Wednesday, February 29, 2012

Aebleskiver Pan (Appe Kaili)

Aebleskiver Pan is a pan with versatile use and is an owner's pride. The pan is of Danish origin used to make mini eatables which closely resemble circular spongy cakes like Popovers.

In Indian cuisine, the pan is popularly used to make Appe (in Konkani), Paniyaram (in Tamil) and Paddu (in Kannada). I appreciate this skillet because it can be used to make Appe, Pakoras (the low fat version), Dumplings (fried ones), Koftas (for Kofta curry). The biggest advantage of this skillet is the amount of oil it takes to cook any food item. If you are diet conscious, you could also use a squirt of Pam Cooking Spray which is a boon for oil control in cooking. The ergonomic design of the structure supports quick cooking with less fat. The spatula of the pan resembles a knitting needle with an arrow added for convenience.

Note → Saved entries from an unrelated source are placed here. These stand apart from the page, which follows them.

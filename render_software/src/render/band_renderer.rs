use super::frame_size::*;

use crate::draw::*;
use crate::edges::*;
use crate::pixel::*;

use tvg_scene::{TvgError};

use smallvec::*;

use std::ops::{Range};

///
/// Fills the cells of a row that are between two intercepts
///
/// A cell is filled if its center is inside the span: that is, for a span from `start_x` to `end_x`, cells whose centers lie
/// in `start_x..end_x`.
///
#[inline]
fn fill_span(paint: &Paint, frame: &SupersampleFrame, y_pos: f64, start_x: f64, end_x: f64, row: &mut [F32LinearPixel]) {
    let width       = row.len() as f64;
    let first_cell  = (start_x - 0.5).ceil().max(0.0).min(width) as usize;
    let end_cell    = (end_x - 0.5).ceil().max(0.0).min(width) as usize;

    if first_cell >= end_cell {
        return;
    }

    let is_opaque = paint.is_opaque();

    match paint {
        Paint::Flat(pixel) => {
            if is_opaque {
                row[first_cell..end_cell].iter_mut().for_each(|cell| *cell = *pixel);
            } else {
                row[first_cell..end_cell].iter_mut().for_each(|cell| *cell = pixel.source_over(*cell));
            }
        }

        _ => {
            for x in first_cell..end_cell {
                let pixel   = paint.pixel_at(frame.supersample_to_scene((x as f64) + 0.5, y_pos));
                row[x]      = if is_opaque { pixel } else { pixel.source_over(row[x]) };
            }
        }
    }
}

///
/// Renders a set of shapes (in order) to a band of supersample rows
///
/// `buffer` holds the rows in `y_range`, each `frame.width()` cells wide. Each row is sampled through the centers of its cells,
/// and shapes are filled using the non-zero winding rule. Each shape is scanned from the top of the band to the bottom, so
/// only the edges crossing the current row are visited.
///
pub fn render_band(shapes: &[PreparedShape], frame: &SupersampleFrame, y_range: Range<usize>, buffer: &mut [F32LinearPixel]) -> Result<(), TvgError> {
    let width               = frame.width();
    let mut intercepts      = smallvec![];

    for shape in shapes.iter() {
        let ((_, min_y), (_, max_y)) = shape.edges.bounding_box();
        let mut edges                = shape.edges.active_edges();

        for (row_idx, y) in y_range.clone().enumerate() {
            let y_pos = (y as f64) + 0.5;
            if y_pos < min_y || y_pos > max_y {
                continue;
            }

            edges.intercepts_on_line(y_pos, &mut intercepts)?;
            if intercepts.is_empty() {
                continue;
            }

            let row                 = &mut buffer[(row_idx*width)..((row_idx+1)*width)];
            let mut winding         = 0;
            let mut span_start      = 0.0;

            for (direction, x_pos) in intercepts.iter() {
                let was_inside  = winding != 0;
                winding         += direction.winding();
                let is_inside   = winding != 0;

                if !was_inside && is_inside {
                    span_start = *x_pos;
                } else if was_inside && !is_inside {
                    fill_span(&shape.paint, frame, y_pos, span_start, *x_pos, row);
                }
            }
        }
    }

    Ok(())
}

///
/// Reduces a band of supersample rows to output pixels by averaging each block of cells
///
/// `output` receives straight RGBA bytes for every output row covered by the band.
///
pub fn downsample_band(frame: &SupersampleFrame, buffer: &[F32LinearPixel], output: &mut [u8]) {
    let grid            = frame.grid;
    let width           = frame.width();
    let output_width    = frame.output_width;
    let num_samples     = (grid * grid) as f32;

    for (output_row, output_pixels) in output.chunks_exact_mut(output_width * 4).enumerate() {
        let first_row = output_row * grid;

        for (x, output_pixel) in output_pixels.chunks_exact_mut(4).enumerate() {
            let mut total = F32LinearPixel::transparent();

            for y in first_row..(first_row + grid) {
                let row_start = y*width + x*grid;

                for cell in buffer[row_start..(row_start + grid)].iter() {
                    total += *cell;
                }
            }

            output_pixel.copy_from_slice(&(total / num_samples).to_rgba8());
        }
    }
}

Curing is a crucial step involved in preserving the pan and adding longevity if one is using an iron one. Its relatively heavier but iron rich food supplements for the taste and texture. Coat few spoons of oil on all the exposed areas of the pan over night and leave aside. My Ma has been doing this for many years now. I use a non-stick version so just greasing oil on the indentations is good enough.

Sunday, February 26, 2012

Appe (with Brown Rice)

Appe is a Konkani version of spongy dumpling which is fried in a special pan known as Appe Kaili which in simple terms implies pan for frying Appe. The contraption is also known as Aebleskiver Pan and is very handy because of the ergonomic design of the pan.

The various types of Appe are Plain Appe, Sweet Appe (Goad Appe with Jaggery) and Masala Appe (Appe with Onions and Curry leaves). In my house the preference is for the simpler version. My Ma adds pieces of Coconut (Katle Kudko), chopped Green Chillies and bits of Curry leaves. My Grandmom added a different spin to it by adding a paste of grated coconut and green chillies to the batter just before frying. This also happens to be my Dad's favorite breakfast recipe.

The kind of pan one uses for frying these is very crucial esp. because they can stick if the pan is not cured (if you are using an iron pan) and the batter if fresh from the fridge. My Ma owns an iron one which is heavy. She coats oil on it the previous night so the next day around, the surface becomes smooth. I did not know about this process being mandatory till a friend educated me about it, many years back. Since he had worked in the hotel industry, he even explained why Curing improves the life span of the iron pans.

Konkani Foodie is five year old today. Its been a journey with tiny baby steps taken and plenty of knowledge gained along the way. My passion for great tasting home cooked food continues, so does the incredible journey. No fancy cakes and desserts this time, just a simple Konkani recipe tried and tested to commemorate and celebrate the journey.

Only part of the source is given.